I did a lot of work on my body, though – yoga and running mostly. I got my thyroid hormones balanced out again. But the weight stayed. I slimmed down slightly with all that activity, perhaps one size. I didn’t diet, but doing yoga really got me in touch with my body’s needs so I was eating a lot lighter and healthier. My plate was full of fresh vegetables more often than not, and I didn’t eat much in the way of carbs. My sweet tooth was often satisfied by fruit instead of candy or pastries.
It was very hard to be doing all of that work and not see my body slim down at all. However, I started being able to see things about my body that I liked again – the muscular definition in my legs and arms, my shoulders, my curves (I’ve always been a curvy girl, the smallest bust size I’ve had since I became an adult is a DD).
I bounced back up to a 10 pretty quickly when I moved off to grad school and no longer had a thrice-weekly yoga class. I took up dancing, which is probably what kept me from gaining dramatically, as the stress of grad school had me back to eating a lot of junk food.
It was in my second year of grad school that I really came to terms with, and started loving, my body as it was. Of all things, the thing that did it was the mirrored closet doors in the bedrooms of my townhouse. I couldn’t avoid seeing myself – clothed, naked, half dressed, so on. I had to buy a lot of new clothing, because I worked as an office manager and had to be professional every day, and having a lot of good looking clothes that fit well really helped, too. I started to realize hey, I really do look good at this size. The frank admiration of men I dated and male friends helped, too. Being able to see that I was attractive to other people did help me see myself as attractive.
I quit grad school after my second year and took a year off. That year, I was a gym rat – I was at the gym every day to do cardio, did yoga once a week and weights 3 times a week. I stayed exactly the same weight – 138 pounds. But I dropped a size, and I looked and felt good. Well, in my opinion, anyways.
And then there was the disasterous family portraits. We hadn’t had a family portrait shot for several years, so we finally went and had one done. And let me tell you, almost every shot that woman took was awful. We ended up buying the least awful picture. Unfortunately, it happened to make my upper arm look…rather large.
When we took a trip to visit my grandparents and give them the newest family portrait, my grandfather said I looked like I weighed 300 pounds. More than twice my actual weight. He picked the portrait to death – my dad looked like he was staring at nothing/daydreaming, my mother was sneering. While he said nothing about my sister, he has in the past suggested that she could be a model…if she got a boob job and a nose job.

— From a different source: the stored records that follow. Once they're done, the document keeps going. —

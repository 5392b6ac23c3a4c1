//! Disco balls: mirror-tiled spheres with a breathing point light and four
//! colour-shifted spotlights, dark until dusk.

use std::f32::consts::{FRAC_PI_4, FRAC_PI_8, PI};

use bevy::prelude::*;
use rand::Rng;

use constants::city_layout::PROP_SCATTER_HALF_RANGE;
use constants::day_night::{NIGHT_PROPS_THRESHOLD, REFERENCE_FPS};
use constants::palette::{NEON_COLORS, hex_color, hue_cycle, neon_hue, scaled_emissive};
use constants::render_settings::{EMISSIVE_SCALE, LUMENS_PER_LIGHT_UNIT};

use crate::engine::render::ad_texture::rainbow_image;
use crate::engine::scene::placement::{BuildingFootprint, sample_open_position};
use crate::engine::systems::day_night::NightAlpha;

const GLOW_INTENSITY: f32 = 8.0;
const GLOW_RANGE: f32 = 50.0;
const SPOT_INTENSITY: f32 = 5.0;
const SPOT_RANGE: f32 = 40.0;
const TILE_STRENGTH: f32 = 1.5;
const SPOT_DIRECTIONS: [Vec3; 4] = [Vec3::X, Vec3::NEG_X, Vec3::Z, Vec3::NEG_Z];

/// Surface finish, chosen by a 1-based variant number.
#[derive(Debug, Clone, Copy, PartialEq, Eq)]
pub enum DiscoFinish {
    Chrome,
    Glass,
    Gloss,
    Rainbow,
    Lacquered,
    Plain,
}

impl DiscoFinish {
    pub fn from_variant(variant: u32) -> Self {
        match variant {
            1 => Self::Chrome,
            2 => Self::Glass,
            3 => Self::Gloss,
            4 => Self::Rainbow,
            5 => Self::Lacquered,
            _ => Self::Plain,
        }
    }

    pub fn tile_count(self) -> usize {
        match self {
            Self::Rainbow | Self::Lacquered => 20,
            _ => 40,
        }
    }

    fn material(self, rainbow: Option<Handle<Image>>) -> StandardMaterial {
        let grey = hex_color(0x888888);
        match self {
            Self::Chrome => StandardMaterial {
                base_color: grey,
                perceptual_roughness: 0.0,
                metallic: 1.0,
                ..default()
            },
            Self::Glass => StandardMaterial {
                base_color: Color::WHITE,
                specular_transmission: 0.5,
                perceptual_roughness: 0.05,
                ior: 1.5,
                thickness: 0.5,
                clearcoat: 1.0,
                clearcoat_perceptual_roughness: 0.1,
                ..default()
            },
            Self::Gloss => StandardMaterial {
                base_color: Color::WHITE,
                perceptual_roughness: 0.1,
                reflectance: 1.0,
                ..default()
            },
            Self::Rainbow => StandardMaterial {
                base_color_texture: rainbow,
                perceptual_roughness: 0.3,
                metallic: 0.8,
                ..default()
            },
            Self::Lacquered => StandardMaterial {
                base_color: grey,
                perceptual_roughness: 0.1,
                metallic: 1.0,
                emissive: scaled_emissive(hex_color(0x222222), EMISSIVE_SCALE),
                clearcoat: 1.0,
                clearcoat_perceptual_roughness: 0.0,
                ..default()
            },
            Self::Plain => StandardMaterial {
                base_color: grey,
                perceptual_roughness: 0.2,
                metallic: 1.0,
                ..default()
            },
        }
    }
}

/// Fibonacci-style spiral of unit directions covering the sphere.
pub fn mirror_tile_directions(count: usize) -> Vec<Vec3> {
    (0..count)
        .map(|i| {
            let phi = (-1.0 + 2.0 * i as f32 / count as f32).acos();
            let theta = (count as f32 * PI).sqrt() * phi;
            Vec3::new(phi.sin() * theta.cos(), phi.sin() * theta.sin(), phi.cos())
        })
        .collect()
}

/// Hue of spotlight `index`, spaced a quarter turn from its neighbour.
pub fn spot_hue(hue: f32, index: usize) -> f32 {
    (hue + index as f32 * 0.25) % 1.0
}

pub fn tile_strength(elapsed: f32, index: usize, night: f32) -> f32 {
    let shimmer = (elapsed * 0.5 + index as f32 * 0.1).sin() * 0.5 + 1.0;
    TILE_STRENGTH * shimmer * night
}

#[derive(Component, Debug, Clone, PartialEq)]
pub struct DiscoBall {
    pub rest_height: f32,
    /// Radians per reference frame.
    pub rotation_speed: f32,
    pub float_speed: f32,
    pub float_amplitude: f32,
    pub color_change_speed: f32,
    pub spin: Vec2,
    pub lit: bool,
    pub hue: f32,
    pub breathing: f32,
    pub night: f32,
}

impl DiscoBall {
    pub fn new(rest_height: f32, rng: &mut impl Rng) -> Self {
        Self {
            rest_height,
            rotation_speed: (rng.random::<f32>() - 0.5) * 0.01,
            float_speed: 0.2 + rng.random::<f32>() * 0.4,
            float_amplitude: 0.8 + rng.random::<f32>() * 1.2,
            color_change_speed: 0.2 + rng.random::<f32>() * 0.3,
            spin: Vec2::ZERO,
            lit: false,
            hue: 0.0,
            breathing: 0.0,
            night: 0.0,
        }
    }

    /// Advances the ball. Returns the new height, or `None` by day when the
    /// ball only switches its lights off and otherwise stays put.
    pub fn animate(&mut self, elapsed: f32, frames: f32, night: f32) -> Option<f32> {
        self.night = night;
        if night < NIGHT_PROPS_THRESHOLD {
            self.lit = false;
            return None;
        }

        self.lit = true;
        self.breathing = 0.5 + 0.5 * (elapsed * 2.0).sin();
        self.spin.y += self.rotation_speed * frames;
        self.spin.x += self.rotation_speed * 0.7 * frames;
        self.hue = hue_cycle(elapsed * self.color_change_speed);
        Some(self.rest_height + (elapsed * self.float_speed).sin() * self.float_amplitude)
    }

    pub fn glow_intensity(&self) -> f32 {
        if self.lit {
            GLOW_INTENSITY * self.breathing * self.night
        } else {
            0.0
        }
    }

    pub fn spot_intensity(&self) -> f32 {
        if self.lit {
            SPOT_INTENSITY * self.breathing * self.night
        } else {
            0.0
        }
    }
}

#[derive(Component)]
pub struct DiscoGlow;

#[derive(Component, Debug, Clone, Copy)]
pub struct DiscoSpot {
    pub index: usize,
}

#[derive(Component, Debug, Clone, Copy)]
pub struct MirrorTile {
    pub index: usize,
    pub base_color: Color,
}
//! Roof-top smoke puffs that drift up and loop back to their chimney.

use std::f32::consts::FRAC_PI_2;

use bevy::prelude::*;
use rand::Rng;

use constants::day_night::REFERENCE_FPS;

use crate::engine::core::random::CityRng;

/// Height a puff climbs above its emitter before starting over.
pub const SMOKE_LOOP_HEIGHT: f32 = 50.0;

#[derive(Component, Debug, Clone, Copy, PartialEq)]
pub struct SmokePuff {
    pub base_y: f32,
    /// Units per reference frame.
    pub rise_speed: f32,
}

impl SmokePuff {
    /// Next height for a puff currently at `y`.
    pub fn rise(&self, y: f32, frames: f32) -> f32 {
        let y = y + self.rise_speed * frames;
        if y - self.base_y > SMOKE_LOOP_HEIGHT {
            self.base_y
        } else {
            y
        }
    }
}

pub fn spawn_smoke(
    commands: &mut Commands,
    meshes: &mut Assets<Mesh>,
    materials: &mut Assets<StandardMaterial>,
    top: Vec3,
    rng: &mut impl Rng,
) {
    commands.spawn((
        SmokePuff {
            base_y: top.y,
            rise_speed: 0.01 + rng.random::<f32>() * 0.01,
        },
        Mesh3d(meshes.add(Rectangle::new(2.0, 2.0))),
        MeshMaterial3d(materials.add(StandardMaterial {
            base_color: Color::srgba(1.0, 1.0, 1.0, 0.45),
            unlit: true,
            alpha_mode: AlphaMode::Blend,
            double_sided: true,
            cull_mode: None,
            ..default()
        })),
        Transform::from_translation(top).with_rotation(Quat::from_rotation_x(-FRAC_PI_2)),
    ));
}

pub fn smoke_system(
    time: Res<Time>,
    mut rng: ResMut<CityRng>,
    mut puffs: Query<(&SmokePuff, &mut Transform, &MeshMaterial3d<StandardMaterial>)>,
    mut materials: ResMut<Assets<StandardMaterial>>,
) {
    let frames = time.delta_secs() * REFERENCE_FPS;
    for (puff, mut transform, material) in &mut puffs {
        transform.translation.y = puff.rise(transform.translation.y, frames);
        if let Some(material) = materials.get_mut(&material.0) {
            material.base_color.set_alpha(0.2 + rng.0.random::<f32>() * 0.1);
        }
    }
}

#[cfg(test)]
mod tests {
    use super::*;
    use std::time::Duration;

    #[test]
    fn puff_rises_then_loops_relative_to_its_emitter() {
        let puff = SmokePuff {
            base_y: 80.0,
            rise_speed: 0.02,
        };
        assert!((puff.rise(80.0, 1.0) - 80.02).abs() < 1e-5);
        assert_eq!(puff.rise(130.0, 1.0), 80.0);
        // a tall building's smoke never drops below its roof
        let mut y = 80.0;
        for _ in 0..10_000 {
            y = puff.rise(y, 1.0);
            assert!(y >= 80.0);
        }
    }

    #[test]
    fn system_lifts_puffs_and_rerolls_their_opacity() {
        let mut app = App::new();
        app.init_resource::<Time>()
            .insert_resource(CityRng::from_seed(9))
            .init_resource::<Assets<StandardMaterial>>()
            .add_systems(Update, smoke_system);

        let material = app
            .world_mut()
            .resource_mut::<Assets<StandardMaterial>>()
            .add(StandardMaterial::default());
        let puff = app
            .world_mut()
            .spawn((
                SmokePuff {
                    base_y: 40.0,
                    rise_speed: 0.015,
                },
                Transform::from_xyz(5.0, 40.0, -5.0),
                MeshMaterial3d(material.clone()),
            ))
            .id();

        let mut alphas = Vec::new();
        for _ in 0..4 {
            app.world_mut()
                .resource_mut::<Time>()
                .advance_by(Duration::from_secs_f32(1.0 / 60.0));
            app.update();
            let alpha = app
                .world()
                .resource::<Assets<StandardMaterial>>()
                .get(&material)
                .unwrap()
                .base_color
                .alpha();
            assert!((0.2..0.3).contains(&alpha));
            alphas.push(alpha);
        }

        let y = app.world().get::<Transform>(puff).unwrap().translation.y;
        assert!((y - 40.06).abs() < 1e-3);
        assert!(alphas.windows(2).any(|w| w[0] != w[1]));
    }
}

The combination of the bad picture and my grandfather’s harsh critique of the way I looked in it put BIG cracks in my already fragile self-esteem. Combine that with going head over heels for someone who had been very supportive, flirtacious, and I daresay even romantic but in the end decided he wasn’t interested in me, and I was in bad shape.
I started dating a guy (long distance) that I knew was all wrong for me. I’m not going to go into why he wasn’t the right guy, just say that things got as far as they did with him because of the shape my self-esteem was in and the fact that I was rebounding off of the guy I’d lost my heart to.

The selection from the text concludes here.